[Collected data]
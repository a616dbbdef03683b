//! Integration tests for the normalized error representation

use proptest::prelude::*;
use squill_errors::{Code, Error, ExtCode, Infos, Level, INFO_KEY_EXT_CODE, INFO_KEY_SOURCE};

#[test]
fn test_engine_failure_end_to_end() {
    // a raw extended busy code arrives from the engine
    let raw = Code::Busy.as_rc() | (2 << 8);

    let mut error = Error::new();
    error.set_sqlite_code(Code::Busy.as_rc(), raw);
    error.message = "database is locked".to_string();
    error.infos.set_string("Path", "/var/db/main.sqlite");
    error.infos.set_float("Elapsed", 0.031);

    assert!(!error.is_ok());
    assert!(!error.is_corruption());
    assert_eq!(error.code(), Code::Busy);
    assert_eq!(error.level, Level::Error);
    assert_eq!(
        error.infos.integers().get(INFO_KEY_EXT_CODE),
        Some(&i64::from(ExtCode::BusySnapshot.as_rc()))
    );
    assert_eq!(
        error.description(),
        "[ERROR: Busy] database is locked, ExtCode: 517, RC: 5, \
         Elapsed: 0.031, Path: /var/db/main.sqlite"
    );
}

#[test]
fn test_error_reuse_across_operations() {
    let mut error = Error::new();
    error.set_code_from(Code::Schema, "Statement");
    error.infos.set_int("Version", 12);
    assert!(!error.is_ok());

    error.clear();
    assert!(error.is_ok());
    assert!(error.infos.is_empty());

    // nothing from the previous operation leaks into the next description
    error.set_code(Code::NotFound);
    assert_eq!(error.description(), "[ERROR: NotFound]");
    assert!(!error.infos.strings().contains_key(INFO_KEY_SOURCE));
}

#[test]
fn test_raw_classification_matches_instance_predicates() {
    assert!(!Error::is_error(Code::OK.as_rc()));
    assert!(!Error::is_error(Code::Row.as_rc()));
    assert!(!Error::is_error(Code::Done.as_rc()));
    assert!(Error::is_error(Code::Busy.as_rc()));
    assert!(Error::is_error(ExtCode::IOErrorFsync.as_rc()));
    assert!(!Error::is_error(ExtCode::OKLoadPermanently.as_rc()));
}

#[test]
fn test_infos_value_error_round_trip() {
    let mut a = Error::with_message(Code::Constraint, "UNIQUE failed");
    a.infos.set_string("Index", "users_email");

    let b = a.clone();
    assert_eq!(a, b);
    assert_eq!(a.description(), b.description());
}

proptest! {
    #[test]
    fn prop_base_code_resolution_is_total(rc in any::<i32>()) {
        // never panics, always a defined code, idempotent
        let code = Code::from_rc(rc);
        prop_assert_eq!(Code::from_rc(code.as_rc()), code);
    }

    #[test]
    fn prop_error_classification_agrees_with_base(rc in any::<i32>()) {
        prop_assert_eq!(Error::is_error(rc), !Code::from_rc(rc).is_success());
    }

    #[test]
    fn prop_ext_code_law(rc in any::<i32>()) {
        if let Ok(ext) = ExtCode::try_from(rc) {
            prop_assert_eq!(ext.as_rc(), rc);
            prop_assert_eq!(ext.as_rc() & 0xFF, ext.base().as_rc());
        }
    }

    #[test]
    fn prop_unknown_extended_never_loses_base(primary in 0i32..=28, sub in 0i32..=512) {
        let mut error = Error::new();
        error.set_sqlite_code(primary, primary | (sub << 8));
        prop_assert_eq!(error.code(), Code::from_rc(primary));
    }

    #[test]
    fn prop_infos_key_lives_in_one_map(key in "[A-Za-z]{1,8}", int in any::<i64>(), text in ".{0,16}") {
        let mut infos = Infos::new();
        infos.set_int(key.clone(), int);
        infos.set_string(key.clone(), text);
        prop_assert!(!infos.integers().contains_key(&key));
        prop_assert!(infos.strings().contains_key(&key));
    }
}

#[cfg(feature = "serde")]
#[test]
fn test_serde_round_trip() {
    let mut error = Error::with_message(Code::Corrupt, "page 7 unreadable");
    error.infos.set_int("Page", 7);
    error.infos.set_string("Path", "/var/db/main.sqlite");

    let json = serde_json::to_string(&error).unwrap();
    let back: Error = serde_json::from_str(&json).unwrap();
    assert_eq!(back, error);
    assert_eq!(back.description(), error.description());
}
//! Audit logging for cents
//!
//! Every add, edit and delete is recorded with before/after snapshots of the
//! transaction in an append-only, line-delimited JSON log next to the ledger.
//!
//! - `AuditEntry`: one operation with timestamp, id and snapshots.
//! - `AuditLogger`: appends entries to the log file and reads them back.

mod entry;
mod logger;

pub use entry::{AuditEntry, Operation};
pub use logger::AuditLogger;
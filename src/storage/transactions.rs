//! Ledger file storage
//!
//! The whole ledger lives in one comma-delimited file. The first record is
//! always the fixed header, followed by one record per transaction in
//! storage order. Every save rewrites the whole file.
//!
//! There is no locking: two processes writing at once race, and the last
//! writer wins.

use std::fs::File;
use std::io::BufReader;
use std::path::{Path, PathBuf};

use csv::{ReaderBuilder, StringRecord, Terminator, Trim, WriterBuilder};

use crate::error::{CentsError, CentsResult};
use crate::models::Transaction;

use super::file_io::{file_has_content, write_atomic};

/// Column names, in file order
pub const HEADER_FIELDS: [&str; 5] = ["Id", "Date", "Description", "Amount", "Type"];

/// Header record exactly as written to disk
pub const HEADER_LINE: &str = "Id, Date, Description, Amount, Type";

/// Reads and writes the full transaction set to a single ledger file
#[derive(Debug, Clone)]
pub struct TransactionStore {
    path: PathBuf,
}

impl TransactionStore {
    /// Create a store backed by the given file
    pub fn new(path: PathBuf) -> Self {
        Self { path }
    }

    /// Path of the ledger file
    pub fn path(&self) -> &Path {
        &self.path
    }

    /// Whether the ledger file exists and is non-empty
    pub fn exists(&self) -> bool {
        file_has_content(&self.path)
    }

    /// Load every transaction in storage order
    ///
    /// Fails with `StorageMissing` when the file is absent or empty.
    pub fn load(&self) -> CentsResult<Vec<Transaction>> {
        if !self.exists() {
            return Err(CentsError::StorageMissing(self.path.clone()));
        }

        let file = File::open(&self.path).map_err(|e| {
            CentsError::Storage(format!("Failed to open {}: {}", self.path.display(), e))
        })?;

        let mut reader = ReaderBuilder::new()
            .has_headers(false)
            .trim(Trim::All)
            .from_reader(BufReader::new(file));

        let mut record = StringRecord::new();
        if !reader.read_record(&mut record)? {
            return Err(CentsError::Storage(format!(
                "{} has no header record",
                self.path.display()
            )));
        }
        if !record.iter().eq(HEADER_FIELDS.iter().copied()) {
            return Err(CentsError::Storage(format!(
                "Unexpected header in {}: '{}'",
                self.path.display(),
                record.iter().collect::<Vec<_>>().join(", ")
            )));
        }

        let mut transactions = Vec::new();
        while reader.read_record(&mut record)? {
            let line = record.position().map(|p| p.line()).unwrap_or_default();
            let txn: Transaction = record.deserialize(None).map_err(|e| {
                CentsError::Csv(format!(
                    "Bad record on line {} of {}: {}",
                    line,
                    self.path.display(),
                    e
                ))
            })?;
            transactions.push(txn);
        }

        Ok(transactions)
    }

    /// Reset the ledger file to the header record only
    ///
    /// Destructive: any existing transactions are discarded.
    pub fn initialize(&self) -> CentsResult<()> {
        self.save(&[])
    }

    /// Load the ledger, creating a header-only file first if it is absent or empty
    pub fn load_or_init(&self) -> CentsResult<Vec<Transaction>> {
        match self.load() {
            Err(err) if err.is_storage_missing() => {
                self.initialize()?;
                Ok(Vec::new())
            }
            other => other,
        }
    }

    /// Overwrite the ledger file with the header followed by `transactions`
    pub fn save(&self, transactions: &[Transaction]) -> CentsResult<()> {
        write_atomic(&self.path, &encode(transactions)?)
    }
}

/// Encode the full ledger file contents
fn encode(transactions: &[Transaction]) -> CentsResult<Vec<u8>> {
    let mut buf = Vec::with_capacity(HEADER_LINE.len() + 1 + transactions.len() * 48);
    buf.extend_from_slice(HEADER_LINE.as_bytes());
    buf.push(b'\n');

    {
        let mut writer = WriterBuilder::new()
            .has_headers(false)
            .terminator(Terminator::Any(b'\n'))
            .from_writer(&mut buf);
        for txn in transactions {
            writer.serialize(txn)?;
        }
        writer.flush()?;
    }

    Ok(buf)
}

Work item: Across the records above, count each line that holds the word "format" and give only the resulting number.

Solved problem: 4